#### [WORK ORDER]
Pick out each line of the records in which the word "SessionSetChanges" appears.

#### [RECORDS TO USE]
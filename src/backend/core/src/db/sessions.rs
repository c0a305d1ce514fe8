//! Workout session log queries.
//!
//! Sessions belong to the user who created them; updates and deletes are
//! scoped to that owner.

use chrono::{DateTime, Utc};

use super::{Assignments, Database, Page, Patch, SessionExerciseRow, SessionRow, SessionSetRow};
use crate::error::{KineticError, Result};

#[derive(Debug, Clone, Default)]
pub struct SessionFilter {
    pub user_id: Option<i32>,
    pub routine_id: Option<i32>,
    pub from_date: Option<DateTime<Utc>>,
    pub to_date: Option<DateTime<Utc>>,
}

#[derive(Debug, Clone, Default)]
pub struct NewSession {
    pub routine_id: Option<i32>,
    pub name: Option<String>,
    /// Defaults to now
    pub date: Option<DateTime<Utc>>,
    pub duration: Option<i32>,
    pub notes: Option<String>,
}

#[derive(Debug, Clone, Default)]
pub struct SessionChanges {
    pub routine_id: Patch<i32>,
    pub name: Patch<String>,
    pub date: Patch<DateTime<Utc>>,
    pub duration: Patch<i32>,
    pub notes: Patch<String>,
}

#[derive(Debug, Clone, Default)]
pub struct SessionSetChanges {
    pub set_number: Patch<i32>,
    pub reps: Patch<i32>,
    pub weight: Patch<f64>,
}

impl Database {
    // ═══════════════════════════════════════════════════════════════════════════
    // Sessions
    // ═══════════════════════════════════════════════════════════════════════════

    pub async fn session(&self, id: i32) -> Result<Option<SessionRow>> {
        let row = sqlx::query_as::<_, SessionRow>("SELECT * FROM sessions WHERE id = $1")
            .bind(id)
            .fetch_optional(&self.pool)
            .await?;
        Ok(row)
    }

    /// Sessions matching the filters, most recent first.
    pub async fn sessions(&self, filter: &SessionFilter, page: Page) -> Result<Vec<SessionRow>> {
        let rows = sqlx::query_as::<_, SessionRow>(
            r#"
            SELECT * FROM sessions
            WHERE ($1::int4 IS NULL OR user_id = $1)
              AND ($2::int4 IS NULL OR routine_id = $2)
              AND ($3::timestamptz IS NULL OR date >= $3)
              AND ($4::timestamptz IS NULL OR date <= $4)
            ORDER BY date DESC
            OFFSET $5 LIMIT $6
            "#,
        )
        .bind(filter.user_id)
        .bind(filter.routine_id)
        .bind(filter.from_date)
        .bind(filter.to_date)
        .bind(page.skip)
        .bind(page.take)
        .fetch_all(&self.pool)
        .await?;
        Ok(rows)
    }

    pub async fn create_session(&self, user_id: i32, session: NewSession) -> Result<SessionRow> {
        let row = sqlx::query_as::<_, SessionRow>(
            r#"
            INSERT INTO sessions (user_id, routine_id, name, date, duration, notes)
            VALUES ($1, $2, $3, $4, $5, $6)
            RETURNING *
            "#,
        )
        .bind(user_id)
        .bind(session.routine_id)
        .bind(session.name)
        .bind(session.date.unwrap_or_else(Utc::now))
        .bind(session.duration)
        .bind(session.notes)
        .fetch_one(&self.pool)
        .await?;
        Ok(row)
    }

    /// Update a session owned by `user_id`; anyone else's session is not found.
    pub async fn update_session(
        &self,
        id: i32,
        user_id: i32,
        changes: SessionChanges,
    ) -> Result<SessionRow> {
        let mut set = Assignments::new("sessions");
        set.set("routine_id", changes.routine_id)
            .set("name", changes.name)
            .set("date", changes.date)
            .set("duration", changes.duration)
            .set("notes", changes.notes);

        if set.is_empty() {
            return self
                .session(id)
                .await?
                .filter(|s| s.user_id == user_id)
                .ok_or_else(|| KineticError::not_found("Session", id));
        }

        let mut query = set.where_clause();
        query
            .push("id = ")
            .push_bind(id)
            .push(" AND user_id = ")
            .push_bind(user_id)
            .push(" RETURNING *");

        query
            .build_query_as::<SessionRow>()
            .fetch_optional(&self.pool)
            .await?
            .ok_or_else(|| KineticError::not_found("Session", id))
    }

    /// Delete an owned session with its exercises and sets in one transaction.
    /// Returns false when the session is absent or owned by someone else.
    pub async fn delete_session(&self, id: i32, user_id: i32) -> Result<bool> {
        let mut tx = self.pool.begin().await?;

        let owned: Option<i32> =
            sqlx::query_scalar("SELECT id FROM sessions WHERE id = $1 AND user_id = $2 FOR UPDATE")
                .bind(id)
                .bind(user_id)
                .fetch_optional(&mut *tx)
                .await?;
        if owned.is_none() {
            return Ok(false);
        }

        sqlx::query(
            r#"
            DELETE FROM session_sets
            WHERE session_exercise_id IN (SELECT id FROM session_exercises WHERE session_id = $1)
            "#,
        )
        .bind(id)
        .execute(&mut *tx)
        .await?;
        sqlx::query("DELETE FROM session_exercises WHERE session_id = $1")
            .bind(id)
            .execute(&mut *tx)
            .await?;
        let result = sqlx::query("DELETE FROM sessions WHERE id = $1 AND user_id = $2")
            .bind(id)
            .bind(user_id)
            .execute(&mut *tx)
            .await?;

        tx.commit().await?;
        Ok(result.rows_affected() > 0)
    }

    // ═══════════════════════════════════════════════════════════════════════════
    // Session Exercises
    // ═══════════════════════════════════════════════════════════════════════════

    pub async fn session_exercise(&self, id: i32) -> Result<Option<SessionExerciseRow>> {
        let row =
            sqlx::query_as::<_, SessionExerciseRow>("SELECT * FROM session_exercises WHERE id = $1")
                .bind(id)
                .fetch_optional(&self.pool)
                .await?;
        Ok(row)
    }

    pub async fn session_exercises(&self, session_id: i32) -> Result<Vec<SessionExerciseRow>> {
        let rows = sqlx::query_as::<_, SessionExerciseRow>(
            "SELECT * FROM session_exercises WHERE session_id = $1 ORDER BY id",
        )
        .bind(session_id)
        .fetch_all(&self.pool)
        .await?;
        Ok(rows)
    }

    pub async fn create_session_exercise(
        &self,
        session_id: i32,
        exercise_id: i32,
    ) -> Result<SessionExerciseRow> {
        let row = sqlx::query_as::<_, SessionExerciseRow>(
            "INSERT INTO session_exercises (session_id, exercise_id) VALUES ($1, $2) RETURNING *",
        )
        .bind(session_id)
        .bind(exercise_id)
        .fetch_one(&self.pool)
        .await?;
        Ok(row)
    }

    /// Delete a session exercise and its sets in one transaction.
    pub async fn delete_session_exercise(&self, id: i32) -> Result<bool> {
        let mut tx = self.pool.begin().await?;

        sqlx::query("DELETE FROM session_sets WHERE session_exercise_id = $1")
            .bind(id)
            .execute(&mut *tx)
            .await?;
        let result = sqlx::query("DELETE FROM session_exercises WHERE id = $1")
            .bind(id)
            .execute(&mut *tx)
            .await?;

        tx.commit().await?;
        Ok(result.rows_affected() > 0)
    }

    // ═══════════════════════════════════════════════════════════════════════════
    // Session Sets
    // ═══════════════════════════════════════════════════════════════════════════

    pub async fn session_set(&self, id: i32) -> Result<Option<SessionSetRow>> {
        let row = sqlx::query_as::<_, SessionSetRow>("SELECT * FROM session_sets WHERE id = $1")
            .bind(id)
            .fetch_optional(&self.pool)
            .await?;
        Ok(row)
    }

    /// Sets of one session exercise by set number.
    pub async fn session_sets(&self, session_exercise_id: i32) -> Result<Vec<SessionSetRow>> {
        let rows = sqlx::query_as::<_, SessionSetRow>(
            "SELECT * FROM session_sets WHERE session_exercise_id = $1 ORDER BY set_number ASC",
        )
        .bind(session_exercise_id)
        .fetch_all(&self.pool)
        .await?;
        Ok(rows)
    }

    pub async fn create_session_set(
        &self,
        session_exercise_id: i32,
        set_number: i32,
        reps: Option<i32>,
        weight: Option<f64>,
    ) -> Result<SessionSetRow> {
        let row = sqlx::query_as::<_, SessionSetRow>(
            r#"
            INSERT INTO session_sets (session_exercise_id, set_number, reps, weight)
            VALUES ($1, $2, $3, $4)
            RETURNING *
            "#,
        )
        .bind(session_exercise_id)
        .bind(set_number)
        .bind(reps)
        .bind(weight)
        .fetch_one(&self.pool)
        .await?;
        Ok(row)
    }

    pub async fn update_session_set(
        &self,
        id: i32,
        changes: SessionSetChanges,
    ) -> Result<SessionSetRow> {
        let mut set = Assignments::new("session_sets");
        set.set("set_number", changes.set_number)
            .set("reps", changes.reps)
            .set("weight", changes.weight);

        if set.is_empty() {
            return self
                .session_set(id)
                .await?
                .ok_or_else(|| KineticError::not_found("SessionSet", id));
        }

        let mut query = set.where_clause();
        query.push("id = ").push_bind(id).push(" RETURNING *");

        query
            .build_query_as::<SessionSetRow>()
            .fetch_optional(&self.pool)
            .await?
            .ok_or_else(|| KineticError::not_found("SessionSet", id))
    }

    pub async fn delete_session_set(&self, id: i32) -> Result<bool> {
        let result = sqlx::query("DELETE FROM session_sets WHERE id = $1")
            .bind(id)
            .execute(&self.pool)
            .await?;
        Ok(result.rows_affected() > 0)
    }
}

#### [ANSWER SECTION]
pub struct SessionSetChanges {
        changes: SessionSetChanges,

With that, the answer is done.